At one point, Walter brings reflection to this and he pinpoints verbally the point in which it all began to spin out of control. It’s that moment and that choice not to do something he should have done that then sends him on a fast track to total depreciation and depravation. So, now, with that short synopsis, let me again say: I AM Walter White.
Many who watch this show have decried the simplicity with which Walter shifted from good to bad. Many share their lofty thoughts of this being improbable, that the human condition is not ultimately as bad as the subtext of the show highlights, but instead the human condition is good and as humans, we are in a good place. I whole-heartedly disagree. I feel that this show accurately depicts the rate at which one can lose themselves completely. The human condition is much more fragile than we are willing to admit to.
I know for myself, that I could easily end up where Walter ultimately ended up. My humanity is indeed broken enough that falling to such depths could be done easily. The problem is that for many of us, we like the masses around us decry the idea of such a condition. We simply neglect the integrity to be honest enough with ourselves, and others that we could in fact fall to this level of depravity without that much difficulty. I know my thought life and you know yours, why can’t we just admit that deep down within our human heart there is deep brokenness barely being hidden?
In our current culture, we see shows like this and become addicted to Walter White and his story not so much because we enjoy the narrative, but rather might I suggest it’s because we connect to it. If Walter’s degradation were to be much more drastic than it was, or much less severe than it was we could not connect to his narrative. Yet because it was so well written as to be basically believable it attracted a large audience and continues to attract a following. Somewhere, in our core we can nod our heads to the reality that we too could become this lost and wayward. Nothing was holding Walter back, he was about to lose it all and so he stopped caring about the mundane and dug deep in order to get what he truly desired.

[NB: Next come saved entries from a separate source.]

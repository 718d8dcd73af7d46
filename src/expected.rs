// Expected-outcome scoring: the xBA lookup grid and the regression-model
// wrappers for xSLG/xwOBA.
//
// The grid and model handles are loaded once at startup into a ModelContext
// and passed into the aggregator explicitly; nothing here is global state.
// Every lookup path degrades to a documented numeric default; these
// functions never fail once loaded.

use std::collections::HashMap;
use std::io::Read;
use std::path::Path;

use serde::Deserialize;
use tracing::{info, warn};

use crate::normalize::Side;

/// xBA returned when no grid is loaded at all.
pub const DEFAULT_XBA_MEAN: f64 = 0.25;

/// Direction bins are quantized in multiples of 5 degrees, so one
/// neighborhood step on the direction axis is 5.
const DIR_BIN_STEP: i32 = 5;

// ---------------------------------------------------------------------------
// Contact features
// ---------------------------------------------------------------------------

/// Per-row features for the expected-outcome models, in the fixed column
/// order the models were trained on: ExitSpeed, Angle, Direction, BatterSide.
#[derive(Debug, Clone, Copy)]
pub struct ContactFeatures {
    pub exit_speed: f64,
    pub angle: f64,
    pub direction: f64,
    /// Pre-encoded handedness: Left = 0.0, Right = 1.0.
    pub batter_side: f64,
}

impl ContactFeatures {
    pub fn new(exit_speed: f64, angle: f64, direction: f64, side: Side) -> Self {
        Self {
            exit_speed,
            angle,
            direction,
            batter_side: side.as_code(),
        }
    }
}

// ---------------------------------------------------------------------------
// xBA grid
// ---------------------------------------------------------------------------

/// Precomputed (ev_bin, la_bin, dir_bin) -> xBA lookup grid.
///
/// Lookup policy, in order: exact key; nearest-bin 3x3x3 neighborhood
/// average; global grid mean. With no grid loaded, every lookup returns
/// [`DEFAULT_XBA_MEAN`] and the neighbor search is disabled.
#[derive(Debug, Clone, Default)]
pub struct XbaGrid {
    entries: HashMap<(i32, i32, i32), f64>,
    ev_axis: Vec<i32>,
    la_axis: Vec<i32>,
    dir_axis: Vec<i32>,
    global_mean: f64,
}

/// Raw grid CSV row.
#[derive(Debug, Deserialize)]
struct RawGridRow {
    ev_bin: f64,
    la_bin: f64,
    dir_bin: f64,
    xba: f64,
}

impl XbaGrid {
    /// An empty, disabled grid: every lookup returns [`DEFAULT_XBA_MEAN`].
    pub fn disabled() -> Self {
        Self::default()
    }

    /// Load the grid from a CSV file. A missing or unreadable file degrades
    /// to the disabled grid with a warning rather than failing startup.
    pub fn load(path: &Path) -> Self {
        let file = match std::fs::File::open(path) {
            Ok(f) => f,
            Err(e) => {
                warn!(
                    "xBA grid unavailable at {}: {}; falling back to mean {}",
                    path.display(),
                    e,
                    DEFAULT_XBA_MEAN
                );
                return Self::disabled();
            }
        };
        match Self::from_reader(file) {
            Ok(grid) => {
                info!("loaded xBA grid: {} bins", grid.entries.len());
                grid
            }
            Err(e) => {
                warn!(
                    "failed to parse xBA grid {}: {}; falling back to mean {}",
                    path.display(),
                    e,
                    DEFAULT_XBA_MEAN
                );
                Self::disabled()
            }
        }
    }

    /// Build the grid from any reader. Exposed for testing.
    pub fn from_reader<R: Read>(rdr: R) -> Result<Self, csv::Error> {
        let mut reader = csv::Reader::from_reader(rdr);
        let mut entries = HashMap::new();
        for result in reader.deserialize::<RawGridRow>() {
            let row = result?;
            if !row.xba.is_finite() {
                continue;
            }
            entries.insert(
                (
                    row.ev_bin.round() as i32,
                    row.la_bin.round() as i32,
                    row.dir_bin.round() as i32,
                ),
                row.xba,
            );
        }
        Ok(Self::from_entries(entries))
    }

    fn from_entries(entries: HashMap<(i32, i32, i32), f64>) -> Self {
        let mut ev_axis: Vec<i32> = entries.keys().map(|k| k.0).collect();
        let mut la_axis: Vec<i32> = entries.keys().map(|k| k.1).collect();
        let mut dir_axis: Vec<i32> = entries.keys().map(|k| k.2).collect();
        for axis in [&mut ev_axis, &mut la_axis, &mut dir_axis] {
            axis.sort_unstable();
            axis.dedup();
        }
        let global_mean = if entries.is_empty() {
            DEFAULT_XBA_MEAN
        } else {
            entries.values().sum::<f64>() / entries.len() as f64
        };
        Self {
            entries,
            ev_axis,
            la_axis,
            dir_axis,
            global_mean,
        }
    }

    pub fn is_loaded(&self) -> bool {
        !self.entries.is_empty()
    }

    /// Mean xBA over the whole grid ([`DEFAULT_XBA_MEAN`] when empty).
    pub fn global_mean(&self) -> f64 {
        self.global_mean
    }

    /// Look up the expected batting average for a binned batted ball.
    pub fn lookup(&self, ev_bin: i32, la_bin: i32, dir_bin: i32) -> f64 {
        if let Some(v) = self.entries.get(&(ev_bin, la_bin, dir_bin)) {
            return *v;
        }
        if !self.is_loaded() {
            return DEFAULT_XBA_MEAN;
        }

        // Snap each axis to its nearest populated bin, then average the
        // populated entries of the 3x3x3 window around the snapped point.
        let ev = nearest(&self.ev_axis, ev_bin);
        let la = nearest(&self.la_axis, la_bin);
        let dir = nearest(&self.dir_axis, dir_bin);

        let mut sum = 0.0;
        let mut n = 0u32;
        for dev in -1..=1 {
            for dla in -1..=1 {
                for ddir in -1..=1 {
                    let key = (ev + dev, la + dla, dir + ddir * DIR_BIN_STEP);
                    if let Some(v) = self.entries.get(&key) {
                        sum += v;
                        n += 1;
                    }
                }
            }
        }
        if n > 0 {
            sum / n as f64
        } else {
            self.global_mean
        }
    }
}

/// Nearest value in a sorted, non-empty slice; ties break toward the lower
/// value.
fn nearest(axis: &[i32], target: i32) -> i32 {
    match axis.binary_search(&target) {
        Ok(i) => axis[i],
        Err(0) => axis[0],
        Err(i) if i == axis.len() => axis[axis.len() - 1],
        Err(i) => {
            let lo = axis[i - 1];
            let hi = axis[i];
            if (target - lo) <= (hi - target) {
                lo
            } else {
                hi
            }
        }
    }
}

// ---------------------------------------------------------------------------
// Outcome models
// ---------------------------------------------------------------------------

#[derive(Debug, thiserror::Error)]
pub enum ModelError {
    #[error("failed to read model file {path}: {message}")]
    Load { path: String, message: String },

    #[error("model scoring failed: {0}")]
    Predict(String),
}

/// An opaque expected-outcome scorer. Implementations take the fixed feature
/// row layout of [`ContactFeatures`] and return one score per row.
pub trait OutcomeModel: Send + Sync {
    fn predict(&self, rows: &[ContactFeatures]) -> Result<Vec<f64>, ModelError>;
}

/// Linear regression scorer: intercept + one coefficient per feature, loaded
/// from a TOML coefficient file exported alongside the training pipeline.
#[derive(Debug, Clone, Deserialize)]
pub struct LinearModel {
    pub intercept: f64,
    pub exit_speed: f64,
    pub angle: f64,
    pub direction: f64,
    pub batter_side: f64,
}

impl LinearModel {
    pub fn load(path: &Path) -> Result<Self, ModelError> {
        let text = std::fs::read_to_string(path).map_err(|e| ModelError::Load {
            path: path.display().to_string(),
            message: e.to_string(),
        })?;
        toml::from_str(&text).map_err(|e| ModelError::Load {
            path: path.display().to_string(),
            message: e.to_string(),
        })
    }
}

impl OutcomeModel for LinearModel {
    fn predict(&self, rows: &[ContactFeatures]) -> Result<Vec<f64>, ModelError> {
        Ok(rows
            .iter()
            .map(|r| {
                self.intercept
                    + self.exit_speed * r.exit_speed
                    + self.angle * r.angle
                    + self.direction * r.direction
                    + self.batter_side * r.batter_side
            })
            .collect())
    }
}

// ---------------------------------------------------------------------------
// Model context (injected into the aggregator)
// ---------------------------------------------------------------------------

/// Everything the aggregator's expected-outcome pass needs, loaded once per
/// process and read-only thereafter. Absent models degrade the corresponding
/// stat to 0; the grid always has a numeric fallback.
pub struct ModelContext {
    pub grid: XbaGrid,
    pub xslg: Option<Box<dyn OutcomeModel>>,
    pub xwoba: Option<Box<dyn OutcomeModel>>,
}

impl ModelContext {
    /// A context with no grid and no models; every expected stat takes its
    /// documented fallback. Useful for tests and degraded runs.
    pub fn disabled() -> Self {
        Self {
            grid: XbaGrid::disabled(),
            xslg: None,
            xwoba: None,
        }
    }

    /// Load the grid and whichever model coefficient files are configured.
    /// Model load failures are logged and leave that model absent; one
    /// missing model never blocks the rest of the pipeline.
    pub fn load(grid_path: &Path, xslg_path: Option<&Path>, xwoba_path: Option<&Path>) -> Self {
        let grid = XbaGrid::load(grid_path);
        let xslg = xslg_path.and_then(|p| load_model(p, "xSLG"));
        let xwoba = xwoba_path.and_then(|p| load_model(p, "xwOBA"));
        Self { grid, xslg, xwoba }
    }
}

fn load_model(path: &Path, label: &str) -> Option<Box<dyn OutcomeModel>> {
    match LinearModel::load(path) {
        Ok(m) => {
            info!("loaded {} model from {}", label, path.display());
            Some(Box::new(m))
        }
        Err(e) => {
            warn!("{} model unavailable: {}; stat defaults to 0", label, e);
            None
        }
    }
}

// ---------------------------------------------------------------------------
// Tests
// ---------------------------------------------------------------------------

#[cfg(test)]
mod tests {
    use super::*;

    fn grid_from(rows: &[(i32, i32, i32, f64)]) -> XbaGrid {
        let entries = rows
            .iter()
            .map(|&(ev, la, dir, xba)| ((ev, la, dir), xba))
            .collect();
        XbaGrid::from_entries(entries)
    }

    // ---- Degraded grid ----

    #[test]
    fn empty_grid_returns_default_mean() {
        let grid = XbaGrid::disabled();
        assert!(!grid.is_loaded());
        assert_eq!(grid.lookup(95, 20, 10), DEFAULT_XBA_MEAN);
        assert_eq!(grid.lookup(0, 0, 0), DEFAULT_XBA_MEAN);
        assert_eq!(grid.global_mean(), DEFAULT_XBA_MEAN);
    }

    #[test]
    fn missing_file_degrades_to_disabled() {
        let grid = XbaGrid::load(Path::new("/nonexistent/xba_grid.csv"));
        assert!(!grid.is_loaded());
        assert_eq!(grid.lookup(100, 25, 0), DEFAULT_XBA_MEAN);
    }

    // ---- Exact and approximate lookup ----

    #[test]
    fn exact_match() {
        let grid = grid_from(&[(95, 20, 10, 0.62), (96, 20, 10, 0.7)]);
        assert_eq!(grid.lookup(95, 20, 10), 0.62);
    }

    #[test]
    fn neighborhood_average_around_snapped_point() {
        // Query (94, 20, 10) has no exact entry; nearest ev bin is 95, and
        // the +/-1 window around (95, 20, 10) contains both entries, so the
        // result is their average.
        let grid = grid_from(&[(95, 20, 10, 0.60), (96, 20, 10, 0.70)]);
        let v = grid.lookup(94, 20, 10);
        assert!((v - 0.65).abs() < 1e-12);
    }

    #[test]
    fn direction_axis_steps_by_five() {
        // Entry at dir 15 is one direction step (+5) from the snapped dir 10,
        // so it participates in the window.
        let grid = grid_from(&[(95, 20, 10, 0.40), (95, 20, 15, 0.60)]);
        let v = grid.lookup(95, 21, 12);
        assert!((v - 0.50).abs() < 1e-12);
    }

    #[test]
    fn empty_neighborhood_falls_back_to_global_mean() {
        // Two entries far apart; querying near one of them but with a window
        // that covers neither populated key yields the global mean.
        let grid = grid_from(&[(80, 5, -30, 0.2), (110, 40, 30, 0.8)]);
        // Query (105, 4, -28) snaps to (110, 5, -30); neither entry sits in
        // the +/-1 (+/-5 on direction) window around that point.
        let v = grid.lookup(105, 4, -28);
        assert!((v - 0.5).abs() < 1e-12);
        assert!((grid.global_mean() - 0.5).abs() < 1e-12);
    }

    #[test]
    fn nearest_ties_break_low() {
        // Target 95 is equidistant from 94 and 96; the lower bin wins.
        assert_eq!(nearest(&[90, 94, 96, 100], 95), 94);
        assert_eq!(nearest(&[90, 94, 96, 100], 89), 90);
        assert_eq!(nearest(&[90, 94, 96, 100], 101), 100);
        assert_eq!(nearest(&[90, 94, 96, 100], 96), 96);
    }

    // ---- Grid CSV parsing ----

    #[test]
    fn grid_csv_roundtrip() {
        let data = "ev_bin,la_bin,dir_bin,xba\n95,20,10,0.62\n96,21,15,0.7";
        let grid = XbaGrid::from_reader(data.as_bytes()).unwrap();
        assert!(grid.is_loaded());
        assert_eq!(grid.lookup(95, 20, 10), 0.62);
        assert!((grid.global_mean() - 0.66).abs() < 1e-12);
    }

    #[test]
    fn grid_csv_skips_nonfinite_values() {
        let data = "ev_bin,la_bin,dir_bin,xba\n95,20,10,NaN\n96,21,15,0.7";
        let grid = XbaGrid::from_reader(data.as_bytes()).unwrap();
        assert_eq!(grid.lookup(96, 21, 15), 0.7);
        assert!((grid.global_mean() - 0.7).abs() < 1e-12);
    }

    // ---- Linear model ----

    #[test]
    fn linear_model_predicts_per_row() {
        let model = LinearModel {
            intercept: 0.1,
            exit_speed: 0.01,
            angle: 0.002,
            direction: 0.0,
            batter_side: -0.05,
        };
        let rows = vec![
            ContactFeatures::new(100.0, 25.0, 0.0, Side::Right),
            ContactFeatures::new(80.0, 5.0, 10.0, Side::Left),
        ];
        let out = model.predict(&rows).unwrap();
        // Row 0: 0.1 + 1.0 + 0.05 - 0.05 = 1.10
        assert!((out[0] - 1.10).abs() < 1e-12);
        // Row 1: 0.1 + 0.8 + 0.01 - 0.0 = 0.91
        assert!((out[1] - 0.91).abs() < 1e-12);
    }

    #[test]
    fn disabled_context_has_no_models() {
        let ctx = ModelContext::disabled();
        assert!(ctx.xslg.is_none());
        assert!(ctx.xwoba.is_none());
        assert!(!ctx.grid.is_loaded());
    }
}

Walter wanted: respect, money, prestige and the ability to last as a legacy both to his family and the world. He was too much of a push over before cancer. We see this reality in the fact that he was part of the development of a highly recognized formula that was acclaimed and highly praised for it’s brilliance. Yet he received no accolades for this or financial gain because he allowed his friends to take all the credit. He was now going to regain what he lost.
The death sentence served as a switch to his soul. Somehow, we almost want to excuse all of his behavior because we know he’s going t die of cancer. The original human response to such a story is a feeling of pity and an allowance for Walter to go ahead and do as he pleases. What we fail to connect to is the reality that this was in Walter’s heart all along…as it is in the heart of broken humans everywhere. The story didn’t begin at cancer for Walter. I know, because I am Walter White.
How come I’m not off the wall and doing crazy things like Walter? Well, for me I know it’s because God has redeemed my broken humanity. He has changed my heart completely. Without Him and His Salvation I truly don’t know where I’d be. I’ve gotten real honest with Him and others about the demons in my closet and He has removed them. Those things that would serve to pull me down the path of utter ruin are gone. Yet, I know if it were not for Him I would be more like Walter White than I care to admit…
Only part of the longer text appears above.